__EXERCISE PROMPT__. Which of the lines below holds the string "CancellationToken"? Copy every line that does.

__MATERIAL TO PROCESS__.
____________________
//! # Tracked coalesced tasks.
//!
//! [`TaskList`] holds at most one running and one waiting task in practice:
//! appending to a list whose tail is not running evicts that tail first.
//!
//! ```text
//! [ ]                 + W1 → [W1:waiting]
//! [W1:running]        + W2 → [W1:running, W2:waiting]
//! [W1:running, W2]    + W3 → [W1:running, W3:waiting]   (W2 evicted)
//! ```

use futures::future::BoxFuture;
use tokio_util::sync::CancellationToken;

/// Type-erased coalesced work.
pub(crate) type CoalescedWork = Box<dyn FnOnce(CancellationToken) -> BoxFuture<'static, ()> + Send>;

#[derive(Clone, Copy, Debug, PartialEq, Eq)]
pub(crate) enum CoalescedState {
    Waiting,
    Running,
    Complete,
}

pub(crate) struct CoalescedTask {
    pub(crate) id: u64,
    pub(crate) state: CoalescedState,
    work: Option<CoalescedWork>,
}

impl CoalescedTask {
    pub(crate) fn new(id: u64, work: CoalescedWork) -> Self {
        Self {
            id,
            state: CoalescedState::Waiting,
            work: Some(work),
        }
    }

    /// Waiting → Running; hands out the work exactly once.
    pub(crate) fn start(&mut self) -> Option<CoalescedWork> {
        if self.state != CoalescedState::Waiting {
            return None;
        }
        self.state = CoalescedState::Running;
        self.work.take()
    }

    /// Running → Complete. Returns `false` for any other starting state.
    pub(crate) fn complete(&mut self) -> bool {
        if self.state != CoalescedState::Running {
            return false;
        }
        self.state = CoalescedState::Complete;
        true
    }
}

#[derive(Default)]
pub(crate) struct TaskList {
    tasks: Vec<CoalescedTask>,
}

impl TaskList {
    /// Appends `task`, evicting a non-running tail when the list holds more than one entry.
    pub(crate) fn upsert(&mut self, task: CoalescedTask) -> Option<CoalescedTask> {
        let evicted = match self.tasks.last() {
            Some(last) if self.tasks.len() > 1 && last.state != CoalescedState::Running => {
                self.tasks.pop()
            }
            _ => None,
        };
        self.tasks.push(task);
        evicted
    }

    pub(crate) fn any_running(&self) -> bool {
        self.tasks
            .iter()
            .any(|t| t.state == CoalescedState::Running)
    }

    pub(crate) fn first_mut(&mut self) -> Option<&mut CoalescedTask> {
        self.tasks.first_mut()
    }

    pub(crate) fn get_mut(&mut self, id: u64) -> Option<&mut CoalescedTask> {
        self.tasks.iter_mut().find(|t| t.id == id)
    }

    pub(crate) fn remove(&mut self, id: u64) -> Option<CoalescedTask> {
        let pos = self.tasks.iter().position(|t| t.id == id)?;
        Some(self.tasks.remove(pos))
    }

    pub(crate) fn is_empty(&self) -> bool {
        self.tasks.is_empty()
    }

    #[cfg(test)]
    pub(crate) fn len(&self) -> usize {
        self.tasks.len()
    }
}

#[cfg(test)]
mod tests {
    use super::*;
    use futures::FutureExt;

    fn task(id: u64) -> CoalescedTask {
        CoalescedTask::new(id, Box::new(|_ctx| async {}.boxed()))
    }

    #[test]
    fn test_single_waiting_entry_is_not_evicted() {
        let mut list = TaskList::default();
        assert!(list.upsert(task(1)).is_none());
        assert!(list.upsert(task(2)).is_none());
        assert_eq!(list.len(), 2);
    }

    #[test]
    fn test_waiting_tail_is_replaced() {
        let mut list = TaskList::default();
        list.upsert(task(1));
        list.first_mut().unwrap().start();
        list.upsert(task(2));

        let evicted = list.upsert(task(3)).expect("tail evicted");
        assert_eq!(evicted.id, 2);
        assert_eq!(evicted.state, CoalescedState::Waiting);
        assert_eq!(list.len(), 2);
        assert!(list.get_mut(3).is_some());
    }

    #[test]
    fn test_running_tail_is_kept() {
        let mut list = TaskList::default();
        list.upsert(task(1));
        list.upsert(task(2));
        list.get_mut(1).unwrap().start();
        list.get_mut(1).unwrap().complete();
        list.get_mut(2).unwrap().start();

        assert!(list.upsert(task(3)).is_none());
        assert_eq!(list.len(), 3);
    }

    #[test]
    fn test_state_transitions_are_one_way() {
        let mut t = task(1);
        assert!(!t.complete());
        assert!(t.start().is_some());
        assert!(t.start().is_none());
        assert!(t.complete());
        assert!(!t.complete());
        assert_eq!(t.state, CoalescedState::Complete);
    }

    #[test]
    fn test_remove_and_running_check() {
        let mut list = TaskList::default();
        list.upsert(task(1));
        assert!(!list.any_running());
        list.first_mut().unwrap().start();
        assert!(list.any_running());

        assert_eq!(list.remove(1).map(|t| t.id), Some(1));
        assert!(list.remove(1).is_none());
        assert!(list.is_empty());
    }
}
____________________
__TASK SOLUTION__.
use tokio_util::sync::CancellationToken;
pub(crate) type CoalescedWork = Box<dyn FnOnce(CancellationToken) -> BoxFuture<'static, ()> + Send>;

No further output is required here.